To do this, see Manage related AWS account costs.
Estimated time to complete: 30 minutes
The requirements are as follows.
-
An AWS account:
-
If you have an existing account, log in: https://aws.amazon.com/ > Sign In to the Console.
-
If you do not have an existing account, create one: https://aws.amazon.com/free > Create a Free Account.
-
-
IAM permissions: In a later step, AWS CloudFormation creates required infrastructure in your account. To learn how to create the associated role, see Creating IAM Roles with AWS CloudFormation.
-
SSH key pair: For secure access to the Amazon EC2 instance that CloudFormation creates in a later step, create an SSH key pair. To learn how, see Create a key pair for your Amazon EC2 instance.
Part I: Setting up the Virtual Private Cloud (VPC)
Note: If you have already configured a Virtual Private Cloud (VPC) for your organization that meets the requirements for deploying the Unstructured API, you may skip this part and proceed to the Part II. Ensure that your existing VPC setup includes the necessary subnets, internet gateway, and route tables as outlined in this guide.
In Part I, you will construct a resilient and secure infrastructure within AWS by setting up a Virtual Private Cloud (VPC). Your VPC will encompass a dual-tiered subnet model consisting of both public and private subnets across multiple Availability Zones (AZs).

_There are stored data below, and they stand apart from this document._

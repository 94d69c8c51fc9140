use std::fmt;

use sha2::{Digest, Sha256};
use subtle::ConstantTimeEq;
use zeroize::{Zeroize, ZeroizeOnDrop};

use crate::error::{CryptoError, CryptoResult};
use crate::kyber::facade;
use crate::kyber::params::{
    LengthKind, KYBER768_CIPHERTEXT_LENGTH, KYBER768_PUBLIC_KEY_LENGTH, KYBER768_SECRET_KEY_LENGTH,
    KYBER768_SHARED_SECRET_LENGTH,
};

/// NIST security level of Kyber768, mixed into public key fingerprints
const KYBER768_SECURITY_LEVEL: u8 = 3;

fn exact_length(kind: LengthKind, bytes: &[u8]) -> CryptoResult<()> {
    let expected = kind.published();
    if bytes.len() != expected {
        return Err(CryptoError::invalid_length(kind, expected, bytes.len()));
    }
    Ok(())
}

/// Kyber768 public key, safe to share
#[derive(Clone, PartialEq, Eq)]
pub struct KyberPublicKey {
    bytes: Vec<u8>,
}

/// Kyber768 secret key, zeroed when dropped
#[derive(Clone, Zeroize, ZeroizeOnDrop)]
pub struct KyberSecretKey {
    bytes: Vec<u8>,
}

/// Kyber768 ciphertext produced by encapsulation
#[derive(Clone, Debug, PartialEq, Eq)]
pub struct KyberCiphertext {
    bytes: Vec<u8>,
}

/// 32-byte shared secret, zeroed when dropped and compared in constant time
#[derive(Clone, Zeroize, ZeroizeOnDrop)]
pub struct SharedSecret {
    bytes: [u8; KYBER768_SHARED_SECRET_LENGTH],
}

/// CRYSTALS-Kyber768 key pair
///
/// # Examples
///
/// ```
/// use kyber_wrapper::kyber::KyberKeyPair;
///
/// let key_pair = KyberKeyPair::generate().unwrap();
///
/// // Someone holding only the public key encapsulates a secret
/// let (ciphertext, sent) = key_pair.public_key().encapsulate().unwrap();
///
/// // The key pair owner recovers it
/// let received = key_pair.decapsulate(&ciphertext).unwrap();
/// assert_eq!(sent, received);
/// ```
pub struct KyberKeyPair {
    public_key: KyberPublicKey,
    secret_key: KyberSecretKey,
}

impl KyberKeyPair {
    /// Generate a new random key pair
    pub fn generate() -> CryptoResult<Self> {
        let mut public_key = vec![0u8; KYBER768_PUBLIC_KEY_LENGTH];
        let mut secret_key = KyberSecretKey {
            bytes: vec![0u8; KYBER768_SECRET_KEY_LENGTH],
        };

        facade::generate_keypair(&mut public_key, &mut secret_key.bytes)?;

        Ok(Self {
            public_key: KyberPublicKey { bytes: public_key },
            secret_key,
        })
    }

    /// Rebuild a key pair from its raw parts
    pub fn from_parts(public_key: KyberPublicKey, secret_key: KyberSecretKey) -> Self {
        Self {
            public_key,
            secret_key,
        }
    }

    /// Extract the public key for sharing
    pub fn public_key(&self) -> KyberPublicKey {
        self.public_key.clone()
    }

    /// Borrow the secret key
    pub fn secret_key(&self) -> &KyberSecretKey {
        &self.secret_key
    }

    /// Recover the shared secret carried by `ciphertext`
    pub fn decapsulate(&self, ciphertext: &KyberCiphertext) -> CryptoResult<SharedSecret> {
        self.secret_key.decapsulate(ciphertext)
    }

    /// Check that the public and secret halves belong together.
    ///
    /// Runs a full encapsulation against the public key and decapsulates
    /// the result with the secret key.
    pub fn verify_key_pair(&self) -> CryptoResult<()> {
        let (ciphertext, sent) = self.public_key.encapsulate()?;
        let received = self.decapsulate(&ciphertext)?;

        if sent == received {
            Ok(())
        } else {
            Err(CryptoError::key_mismatch())
        }
    }
}

impl fmt::Debug for KyberKeyPair {
    fn fmt(&self, f: &mut fmt::Formatter<'_>) -> fmt::Result {
        f.debug_struct("KyberKeyPair")
            .field("public_key", &self.public_key)
            .field("secret_key", &self.secret_key)
            .finish()
    }
}

impl KyberPublicKey {
    /// Wrap raw public key bytes, which must be exactly 1184 bytes
    pub fn from_bytes(bytes: &[u8]) -> CryptoResult<Self> {
        exact_length(LengthKind::PublicKey, bytes)?;
        Ok(Self {
            bytes: bytes.to_vec(),
        })
    }

    pub fn as_bytes(&self) -> &[u8] {
        &self.bytes
    }

    /// Encapsulate a fresh shared secret for the holder of the secret key
    pub fn encapsulate(&self) -> CryptoResult<(KyberCiphertext, SharedSecret)> {
        let mut ciphertext = vec![0u8; KYBER768_CIPHERTEXT_LENGTH];
        let mut shared_secret = SharedSecret {
            bytes: [0u8; KYBER768_SHARED_SECRET_LENGTH],
        };

        facade::encapsulate(&mut ciphertext, &mut shared_secret.bytes, &self.bytes)?;

        Ok((KyberCiphertext { bytes: ciphertext }, shared_secret))
    }

    /// Short identifier: first 8 bytes of SHA-256 over the security level
    /// byte followed by the key, hex encoded
    pub fn fingerprint(&self) -> String {
        let mut hasher = Sha256::new();
        hasher.update([KYBER768_SECURITY_LEVEL]);
        hasher.update(&self.bytes);
        let hash = hasher.finalize();
        hex::encode(&hash[..8])
    }
}

impl fmt::Debug for KyberPublicKey {
    fn fmt(&self, f: &mut fmt::Formatter<'_>) -> fmt::Result {
        write!(f, "KyberPublicKey({})", self.fingerprint())
    }
}

impl KyberSecretKey {
    /// Wrap raw secret key bytes, which must be exactly 2400 bytes
    pub fn from_bytes(bytes: &[u8]) -> CryptoResult<Self> {
        exact_length(LengthKind::SecretKey, bytes)?;
        Ok(Self {
            bytes: bytes.to_vec(),
        })
    }

    pub fn as_bytes(&self) -> &[u8] {
        &self.bytes
    }

    /// Recover the shared secret carried by `ciphertext`
    pub fn decapsulate(&self, ciphertext: &KyberCiphertext) -> CryptoResult<SharedSecret> {
        let mut shared_secret = SharedSecret {
            bytes: [0u8; KYBER768_SHARED_SECRET_LENGTH],
        };

        facade::decapsulate(&mut shared_secret.bytes, &ciphertext.bytes, &self.bytes)?;

        Ok(shared_secret)
    }
}

impl fmt::Debug for KyberSecretKey {
    fn fmt(&self, f: &mut fmt::Formatter<'_>) -> fmt::Result {
        write!(f, "KyberSecretKey([REDACTED; {}])", self.bytes.len())
    }
}

impl KyberCiphertext {
    /// Wrap raw ciphertext bytes, which must be exactly 1088 bytes
    pub fn from_bytes(bytes: &[u8]) -> CryptoResult<Self> {
        exact_length(LengthKind::Ciphertext, bytes)?;
        Ok(Self {
            bytes: bytes.to_vec(),
        })
    }

    pub fn as_bytes(&self) -> &[u8] {
        &self.bytes
    }
}

impl SharedSecret {
    pub fn as_bytes(&self) -> &[u8] {
        &self.bytes
    }
}

impl PartialEq for SharedSecret {
    fn eq(&self, other: &Self) -> bool {
        self.bytes.ct_eq(&other.bytes).into()
    }
}

impl Eq for SharedSecret {}

impl fmt::Debug for SharedSecret {
    fn fmt(&self, f: &mut fmt::Formatter<'_>) -> fmt::Result {
        write!(f, "SharedSecret([REDACTED])")
    }
}

#[cfg(test)]
mod tests {
    use super::*;
    use crate::error::{CryptoError, STATUS_INVALID_LENGTH};

    #[test]
    fn test_owned_round_trip() {
        let key_pair = KyberKeyPair::generate().unwrap();
        let (ciphertext, sent) = key_pair.public_key().encapsulate().unwrap();
        let received = key_pair.decapsulate(&ciphertext).unwrap();

        assert_eq!(sent, received);
        assert_eq!(sent.as_bytes().len(), KYBER768_SHARED_SECRET_LENGTH);
        assert_eq!(ciphertext.as_bytes().len(), KYBER768_CIPHERTEXT_LENGTH);
    }

    #[test]
    fn test_key_verification() {
        let key_pair = KyberKeyPair::generate().unwrap();
        assert!(key_pair.verify_key_pair().is_ok());
    }

    #[test]
    fn test_mismatched_halves_fail_verification() {
        let a = KyberKeyPair::generate().unwrap();
        let b = KyberKeyPair::generate().unwrap();
        let mixed = KyberKeyPair::from_parts(a.public_key(), b.secret_key().clone());

        match mixed.verify_key_pair() {
            Err(CryptoError::KeyMismatch { .. }) => {}
            other => panic!("expected KeyMismatch, got {:?}", other),
        }
    }

    #[test]
    fn test_from_bytes_rejects_wrong_lengths() {
        let err = KyberPublicKey::from_bytes(&[0u8; 10]).unwrap_err();
        assert_eq!(err.status(), STATUS_INVALID_LENGTH);
        assert!(matches!(
            err,
            CryptoError::InvalidLength { kind: LengthKind::PublicKey, expected: 1184, actual: 10, .. }
        ));
        assert!(KyberSecretKey::from_bytes(&[0u8; KYBER768_SECRET_KEY_LENGTH + 1]).is_err());
        assert!(KyberCiphertext::from_bytes(&[]).is_err());
    }

    #[test]
    fn test_raw_bytes_survive_rewrapping() {
        let key_pair = KyberKeyPair::generate().unwrap();
        let public_key = KyberPublicKey::from_bytes(key_pair.public_key().as_bytes()).unwrap();
        let secret_key = KyberSecretKey::from_bytes(key_pair.secret_key().as_bytes()).unwrap();

        let (ciphertext, sent) = public_key.encapsulate().unwrap();
        let ciphertext = KyberCiphertext::from_bytes(ciphertext.as_bytes()).unwrap();
        assert_eq!(secret_key.decapsulate(&ciphertext).unwrap(), sent);
    }

    #[test]
    fn test_fingerprint_is_stable() {
        let public_key = KyberKeyPair::generate().unwrap().public_key();
        let fingerprint = public_key.fingerprint();

        assert_eq!(fingerprint.len(), 16);
        assert_eq!(fingerprint, public_key.clone().fingerprint());

        let mut data = vec![3u8];
        data.extend_from_slice(public_key.as_bytes());
        assert_eq!(fingerprint, hex::encode(&Sha256::digest(&data)[..8]));
    }

    #[test]
    fn test_debug_redacts_secrets() {
        let key_pair = KyberKeyPair::generate().unwrap();
        let (_, secret) = key_pair.public_key().encapsulate().unwrap();

        let rendered = format!("{:?} {:?}", key_pair, secret);
        assert!(rendered.contains("REDACTED"));
        assert!(!rendered.contains(&hex::encode(secret.as_bytes())));
    }
}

You will establish the foundational network structure for deploying the Unstructured API by creating two public subnets and one private subnet within your VPC. The public subnets will host resources that require direct access to the internet, such as a load balancer, enabling them to communicate with external users. The private subnet is designed for resources that should not be directly accessible from the internet, like EC2 Compute Engine.
-
Access the VPC dashboard:
a. In the AWS Management Console, in the top menu bar, click Services > Networking & Content Delivery > VPC.
b. In the sidebar, click Your VPCs, and then click Create VPC.
-
Create the VPC:
a. Select VPC only.
b. Enter a Name tag for your VPC.
c. Specify the IPv4 CIDR block (for example,
10.0.0.0/16
).d. You may leave IPv6 CIDR block, Tenancy, and Tags settings at their defaults.
e. Click Create VPC.
-
Create the subnets:
a. After creating the VPC, in the sidebar, click Subnets.
b. Click Create subnet.
c. In the VPC ID dropdown menu. select the VPC that you just created.
d. For the first public subnet:
-
Enter a Subnet name.
-
Select an Availability Zone.
-
Specify the IPv4 CIDR block (for example,
10.0.0.0/16
). -
Specify the IPv4 subnet CIDR block (for example,
10.0.1.0/24
). -
You may leave the Tags setting at its default.
-
Click Add new subnet. (Do not click Create subnet yet.)
e. Repeat the process for the second public subnet with a different Availability Zone and IPv4 subnet CIDR block (for example,
10.0.2.0/24
).-
Note: Each subnet must reside entirely within one Availability Zone and cannot span zones. If you specify the same Availability Zone or IPv4 subnet CIDR block as the first public subnet, AWS CloudFormation might fail in a later step.
-
To learn more, see Subnet basics.
-
Click Add new subnet. (Do not click Create subnet yet.)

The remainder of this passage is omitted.